Like most inspectors, I’ve seen obvious problems that made me shudder: plumbing held together with duct tape, dangerously overloaded fuse boxes, joists and beams weakened by carelessly run pipes or ducts. Such places need major work. Houses without obvious problems may seem to be in better condition, but a thorough inspection still can uncover situations that should be addressed, whether the house is for sale or not.
Not all problems are major. But given time, even small problems can do excessive damage. Caught quickly, they may be easier and less expensive to repair. Folks in the trades can learn something from a complete home inspection: namely, what not to do. After all, many of the problems I uncover could have been avoided if the work had been done more carefully at the start.
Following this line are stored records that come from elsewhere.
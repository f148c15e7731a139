//! JSON rendering of extracted entries
//!
//! The output is always a JSON array, `[]` when nothing was extracted.

use std::io::Write;

use crate::errors::Result;
use crate::types::LearnableEntry;

/// What a failed run prints when configured to degrade to empty output
pub const EMPTY_ARRAY: &str = "[]";

/// Serialize entries; `pretty` uses two-space indentation
pub fn to_json(entries: &[LearnableEntry], pretty: bool) -> Result<String> {
    let json = if pretty {
        serde_json::to_string_pretty(entries)?
    } else {
        serde_json::to_string(entries)?
    };
    Ok(json)
}

/// Serialize entries to a writer followed by a newline
pub fn write_json<W: Write>(writer: &mut W, entries: &[LearnableEntry], pretty: bool) -> Result<()> {
    writer.write_all(to_json(entries, pretty)?.as_bytes())?;
    writer.write_all(b"\n")?;
    writer.flush()?;
    Ok(())
}

/// Parse a previously emitted array back into entries
pub fn from_json(json: &str) -> Result<Vec<LearnableEntry>> {
    Ok(serde_json::from_str(json)?)
}
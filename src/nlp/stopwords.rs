//! Stopword lists
//!
//! The engine's own stop-word flag is authoritative. This filter backs it up
//! in two places: annotated documents that omit `is_stop`, and user-supplied
//! extra stop words layered on top of the engine's decision.

use rustc_hash::FxHashSet;
use stop_words::{get, LANGUAGE};

/// Case-insensitive set of stop words
#[derive(Debug, Clone, Default)]
pub struct StopwordFilter {
    /// Lowercased words
    stopwords: FxHashSet<String>,
}

impl StopwordFilter {
    /// The NLTK English list from the `stop-words` crate
    ///
    /// Function words only (about 180, close to a tagger's own flag). Larger
    /// lists mark content words such as "run" or "world" as stop words.
    pub fn english() -> Self {
        Self {
            stopwords: get(LANGUAGE::English)
                .iter()
                .map(|s| s.trim().to_lowercase())
                .filter(|s| !s.is_empty())
                .collect(),
        }
    }

    /// An empty filter that matches nothing
    pub fn empty() -> Self {
        Self::default()
    }

    pub fn from_list<S: AsRef<str>>(words: &[S]) -> Self {
        Self {
            stopwords: words.iter().map(|w| w.as_ref().to_lowercase()).collect(),
        }
    }

    pub fn add_stopwords<S: AsRef<str>>(&mut self, words: &[S]) {
        for word in words {
            self.stopwords.insert(word.as_ref().to_lowercase());
        }
    }

    pub fn is_stopword(&self, word: &str) -> bool {
        if self.stopwords.is_empty() {
            return false;
        }
        self.stopwords.contains(&word.to_lowercase())
    }

    /// True if either the surface form or the lemma is listed
    pub fn matches(&self, text: &str, lemma: &str) -> bool {
        self.is_stopword(text) || self.is_stopword(lemma)
    }

    pub fn len(&self) -> usize {
        self.stopwords.len()
    }

    pub fn is_empty(&self) -> bool {
        self.stopwords.is_empty()
    }
}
1. Check the meter-box seal
I once was called to do an inspection of a house where the service-entrance cable ran along the ground for 40 ft. after it came off the pole, then disappeared into the house through an open window. What’s more, the owner’s dog had been chewing on the cable. That is one of the few inspections that I just walked away from.
Electrical hazards are usually less obvious. In addition to checking for visible problems in the service-entrance cable itself, such as deteriorated sheathing that exposes the stranded neutral, I also look at the meter base carefully. I check to make sure it is securely fastened to the siding and that the rubber seal on top of the base is intact. The seal is supposed to provide a watertight barrier where the service-entrance cable feeds into the meter base. But in time, this seal can fail, allowing water inside and leading to failure of the meter base.
The meter base also provides good clues to the type of electrical panel I should find inside. A small, circular meter base is typically used to feed a 60-amp panel, inadequate by today’s standards. When I find that it supplies a 150-amp or 200-amp service panel, I know that someone has upgraded the system illegally. This upgrade is done to avoid getting a permit, but it creates a safety hazard because the service panel is now pulling more current than the meter base and service-entrance cable were designed to carry.